In recent decades Belgian archeologists excavated the site and reconstructed the city's Roman cardo (colonnaded street), which is perfectly straight and an amazing 2km long. It's a fantastic sight to behold; walking through it from one end to the other takes half an hour and all the time you're surrounded by ancient columns of various kinds. I was almost all alone on this huge site and had one of the best days of my journey here. Apamea was excavated by Belgian archeologists, and apparently they were very popular coz whenever I told a local I'm Belgian they got all excited and wanted to tell me all about one Jean Balti who I assume to have been the head of the expedition. They even showed me his house as if he was a local saint. Walking back through the colonnade I ran into an old Syrian with a pick-axe who apparently worked on the site. When I told him I'm a Belgian he pointed to his axe while saying "Jean Balti! Jean Balti!" and then he actually kissed me :) Next to the colonnade lies the fortified village of Al Madiq on a hill that was once the citadel of Apamea. The hill was fortified in crusader times. When I'd finished wandering around the ruins I headed over there and got a ride up on the back of a scooter. Inside the village I started looking for a way to get through to the city walls and have a look at the colonnade from there. I didn't find it but some local kids helped me out; I had to climb on some stairs to get on top of one of the fort's towers. Somehow I expected a 2km long colonnade to look spectacular from far away but it didn't. The village was interesting though. What caught my eye is that although the houses looked rather poor, they all had satellite dishes, but I'd see that everywhere in the middle east. When I started walking around the village, I soon had all the local kids following me around; I was the event of the day apparently. Admittedly, it's very easy to get popular with Syrian kids when you have a digital camera; not only can you satisfy their cries of "soura! soura!" (photo! photo!) at no cost, you can also show them the pic on the camera's screen, and that is always a hit. It was the same in Palestine where the children are equally enthusiastic about foreigners, probably because just like in Syria there are not a whole lot of tourists. March 7th (day 12): Krak des Chevaliers
In the mountains near the border with Lebanon lies the Krak des Chevaliers, the most famous of all crusader castles and probably the most impressive medieval castle in the world. It was built in the middle of the 12th century and would be one of the last strongholds of the crusaders. In 1271, after a long siege by Sultan Beybars, the remaining 200 knights (in a castle intended for 2000) agreed to depart in return for safe conduct, so the castle never really fell.

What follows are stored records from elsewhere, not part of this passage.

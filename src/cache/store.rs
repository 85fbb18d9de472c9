//! Cache Store Module
//!
//! Main cache engine combining the LRU tracker with the on-disk blob store.

use std::path::Path;

use chrono::{DateTime, Utc};
use tokio::sync::Mutex;
use tracing::{debug, error, info, warn};

use crate::cache::{encode_key, BlobStore, CacheStats, LruTracker};
use crate::config::Config;
use crate::error::Result;

// == Set Outcome ==
/// What a call to [`DiskCache::set`] did.
#[derive(Debug, Clone, Copy, PartialEq, Eq)]
pub enum SetOutcome {
    /// New entry written and indexed
    Inserted,
    /// Key already cached; promoted without rewriting the payload
    Touched,
    /// Payload larger than the whole capacity; dropped
    TooLarge,
    /// A blob already sits at the key's location without an index entry; ignored
    AlreadyStored,
    /// Storage failed; nothing was indexed
    WriteFailed,
}

/// Mutable engine state, guarded by a single lock.
#[derive(Debug, Default)]
pub(crate) struct CacheState {
    pub(crate) lru: LruTracker,
    pub(crate) current_size: u64,
    stats: CacheStats,
}

// == Disk Cache ==
/// Size-bounded cache persisting each payload as a file.
///
/// Every operation holds the state lock for its whole duration, storage
/// I/O included. Share between tasks with `Arc<DiskCache>`.
#[derive(Debug)]
pub struct DiskCache {
    pub(crate) state: Mutex<CacheState>,
    blobs: BlobStore,
    max_size: u64,
}

impl DiskCache {
    // == Constructors ==
    /// Creates a cache of `max_size` bytes in `path`, wiping the directory first.
    pub async fn new(max_size: u64, path: impl AsRef<Path>) -> Result<Self> {
        Self::with_config(&Config::new(max_size, path.as_ref())).await
    }

    /// Creates a cache from a [`Config`].
    ///
    /// Clearing the directory is best-effort; failing to create it is an error.
    /// Files already present are never indexed.
    pub async fn with_config(config: &Config) -> Result<Self> {
        config.validate()?;

        let blobs = BlobStore::new(&config.path);
        if config.clear_on_boot {
            debug!(path = %config.path.display(), "Clearing cache on boot");
            blobs.reset().await?;
        } else {
            blobs.ensure_root().await?;
        }

        info!(
            path = %config.path.display(),
            max_size = config.max_size,
            "New disk cache"
        );

        Ok(Self {
            state: Mutex::new(CacheState::default()),
            blobs,
            max_size: config.max_size,
        })
    }

    // == Get ==
    /// Retrieves the payload stored under `key`, promoting it to most recent.
    ///
    /// An unreadable blob yields `None` but leaves the entry indexed.
    pub async fn get(&self, key: &str) -> Option<Vec<u8>> {
        let mut state = self.state.lock().await;

        if !state.lru.promote(key) {
            state.stats.record_miss();
            return None;
        }

        match self.blobs.read(&encode_key(key)).await {
            Ok(value) => {
                state.stats.record_hit();
                Some(value)
            }
            Err(e) => {
                warn!(key, error = %e, "Failed to read cached blob");
                state.stats.record_miss();
                None
            }
        }
    }

    /// Like [`get`](Self::get), but reads into a caller-owned buffer.
    ///
    /// Returns true on a hit, with `buf` holding exactly the payload.
    pub async fn get_into(&self, key: &str, buf: &mut Vec<u8>) -> bool {
        let mut state = self.state.lock().await;

        if !state.lru.promote(key) {
            state.stats.record_miss();
            return false;
        }

        match self.blobs.read_into(&encode_key(key), buf).await {
            Ok(_) => {
                state.stats.record_hit();
                true
            }
            Err(e) => {
                warn!(key, error = %e, "Failed to read cached blob");
                buf.clear();
                state.stats.record_miss();
                false
            }
        }
    }

    // == Set ==
    /// Stores `value` under `key`.
    ///
    /// Payloads are write-once per key: setting a cached key only promotes
    /// it. New entries larger than the capacity are dropped, and a blob
    /// already on disk at the key's location is never overwritten. After a
    /// successful insert, least recently used entries are evicted until the
    /// cache fits again.
    pub async fn set(&self, key: &str, value: &[u8]) -> SetOutcome {
        let mut state = self.state.lock().await;

        if state.lru.promote(key) {
            return SetOutcome::Touched;
        }

        let size = value.len() as u64;
        debug!(key, size, "New object");

        if size > self.max_size {
            debug!(key, size, max_size = self.max_size, "Object is too large");
            state.stats.record_rejection();
            return SetOutcome::TooLarge;
        }

        let id = encode_key(key);
        match self.blobs.exists(&id).await {
            Ok(false) => {}
            Ok(true) => {
                debug!(key, id = %id, "Blob already exists, ignoring set");
                return SetOutcome::AlreadyStored;
            }
            Err(e) => {
                warn!(key, error = %e, "Failed to check blob");
                return SetOutcome::WriteFailed;
            }
        }

        if let Err(e) = self.blobs.write(&id, value).await {
            warn!(key, error = %e, "Failed to write blob");
            // A partial file would otherwise block every later set for this key
            if let Err(e) = self.blobs.delete(&id).await {
                warn!(key, error = %e, "Failed to remove partially written blob");
            }
            return SetOutcome::WriteFailed;
        }

        state.lru.promote_or_insert(key, size);
        state.current_size += size;
        debug!(key, size, current_size = state.current_size, "Added object");

        self.trim(&mut state).await;
        SetOutcome::Inserted
    }

    // == Delete ==
    /// Removes `key` and its blob.
    ///
    /// Returns false if the key is not cached or the blob could not be
    /// deleted; in the latter case the entry stays indexed.
    pub async fn delete(&self, key: &str) -> bool {
        let mut state = self.state.lock().await;

        if !state.lru.contains(key) {
            return false;
        }

        if let Err(e) = self.blobs.delete(&encode_key(key)).await {
            warn!(key, error = %e, "Failed to delete blob");
            return false;
        }

        if let Some(entry) = state.lru.remove(key) {
            state.current_size -= entry.size;
        }
        true
    }

    // == Clear ==
    /// Deletes every indexed blob (best-effort) and empties the cache.
    pub async fn clear(&self) {
        let mut state = self.state.lock().await;

        let ids: Vec<String> = state.lru.keys().map(encode_key).collect();
        let removed = self.blobs.delete_all(&ids).await;
        if removed < ids.len() {
            warn!(
                failed = ids.len() - removed,
                "Some blobs could not be removed during clear"
            );
        }

        state.lru.clear();
        state.current_size = 0;
        info!(removed, "Cache cleared");
    }

    // == Introspection ==
    /// Sum of the sizes of all cached entries.
    pub async fn current_size(&self) -> u64 {
        self.state.lock().await.current_size
    }

    /// Capacity in bytes, fixed at construction.
    pub fn max_size(&self) -> u64 {
        self.max_size
    }

    /// Last access time of the least recently used entry.
    pub async fn oldest(&self) -> Option<DateTime<Utc>> {
        let state = self.state.lock().await;
        state.lru.peek_oldest().map(|entry| entry.last_access)
    }

    /// Checks whether `key` is indexed, without promoting it.
    pub async fn contains(&self, key: &str) -> bool {
        self.state.lock().await.lru.contains(key)
    }

    pub async fn len(&self) -> usize {
        self.state.lock().await.lru.len()
    }

    pub async fn is_empty(&self) -> bool {
        self.state.lock().await.lru.is_empty()
    }

    /// Storage directory.
    pub fn path(&self) -> &Path {
        self.blobs.root()
    }

    // == Stats ==
    /// Returns current cache statistics.
    pub async fn stats(&self) -> CacheStats {
        let state = self.state.lock().await;
        let mut stats = state.stats.clone();
        stats.set_totals(state.lru.len(), state.current_size);
        stats
    }

    // == Trim ==
    /// Evicts least recently used entries until the cache fits.
    async fn trim(&self, state: &mut CacheState) {
        while state.current_size > self.max_size {
            let Some(entry) = state.lru.evict_oldest() else {
                // Only reachable if accounting drifted; resync with the empty index.
                error!(
                    current_size = state.current_size,
                    max_size = self.max_size,
                    "Nothing left to evict, resetting size accounting"
                );
                state.current_size = 0;
                break;
            };

            let id = encode_key(&entry.key);
            debug!(key = %entry.key, id = %id, size = entry.size, "Evicting");
            if let Err(e) = self.blobs.delete(&id).await {
                warn!(key = %entry.key, error = %e, "Couldn't delete evicted blob");
            }

            state.current_size -= entry.size;
            state.stats.record_eviction();
        }
    }
}
//! Error types for the disk cache
//!
//! Provides unified error handling using thiserror.

use std::path::PathBuf;

use thiserror::Error;

// == Cache Error Enum ==
/// Unified error type for the disk cache.
///
/// Public cache operations absorb these into misses and `false` results;
/// they surface only from the blob store, configuration and construction.
#[derive(Error, Debug)]
pub enum CacheError {
    /// Underlying read, write or delete failed
    #[error("Storage I/O failed for {}: {source}", .path.display())]
    Storage {
        path: PathBuf,
        #[source]
        source: std::io::Error,
    },

    /// Configuration rejected before the cache was built
    #[error("Invalid configuration: {0}")]
    InvalidConfig(String),
}

impl CacheError {
    /// Wraps an I/O error with the path it happened on.
    pub fn storage(path: impl Into<PathBuf>, source: std::io::Error) -> Self {
        CacheError::Storage {
            path: path.into(),
            source,
        }
    }

    /// True if this is a storage error caused by a missing file.
    pub fn is_not_found(&self) -> bool {
        matches!(
            self,
            CacheError::Storage { source, .. } if source.kind() == std::io::ErrorKind::NotFound
        )
    }
}

// == Result Type Alias ==
/// Convenience Result type for the disk cache.
pub type Result<T> = std::result::Result<T, CacheError>;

The Krak is actually a castle within a castle. It occupies an area of 30000 m2. On a clear day the Mediterranean, 30km to the west, can be seen from the high towers. The castle has been almost perfectly preserved. Thankfully it has not been prettified and touristified like so many other castles, and no balustrades have been placed to make it safe (except on the highest tower), so it still looks pretty much like it did 800 years ago. When I arrived at the castle, I didn't go in but started walking around it and climbed the hill next to it to get a complete view. While waiting for the sun to break through so I could take a good picture, I got talking to a very friendly (and very gay) Syrian. He was the owner of the hotel I was standing next to, and it turned out he's actually a bit famous in Flanders since he was interviewed in a famous Flemish TV program about the crusades ("In the schaduw van het kruis"). I'm not surprised, he was a very colourful character. I was the last visitor to leave the castle, so the minibus drivers didn't want to leave unless I paid 5 times the normal price. I refused and just sat down pretending to have plenty of time. In the end one agreed to drive me to Homs for the normal price, hoping to pick up other people along the way. After 15' I was still the only passenger though, so he stopped in the middle of nowhere and indicated he wanted to turn around and drive back. Actually he just wanted me to pay more of course, so we had a long fight (always funny to argue with someone when he speaks 5 words of English and I 5 words of Arabic). In the end I just left the van and didn't pay anything and continued on foot. I was at some 20km from Homs so I didn't know if I'd manage to get home, but in the next village I found out where the minibusses to Homs pass and before long I was on my way. Since I'd stayed a second night in Hama after visiting Apamea instead of staying in Homs, I did the following route this day: Hama to Homs, Homs to the Krak, Krak to Homs, Homs to Hama. Back in Hama I had just enough time to pick up my backpack before taking the evening bus to Palmyra, which went via... Homs :) In Palmyra I found a hotel right away.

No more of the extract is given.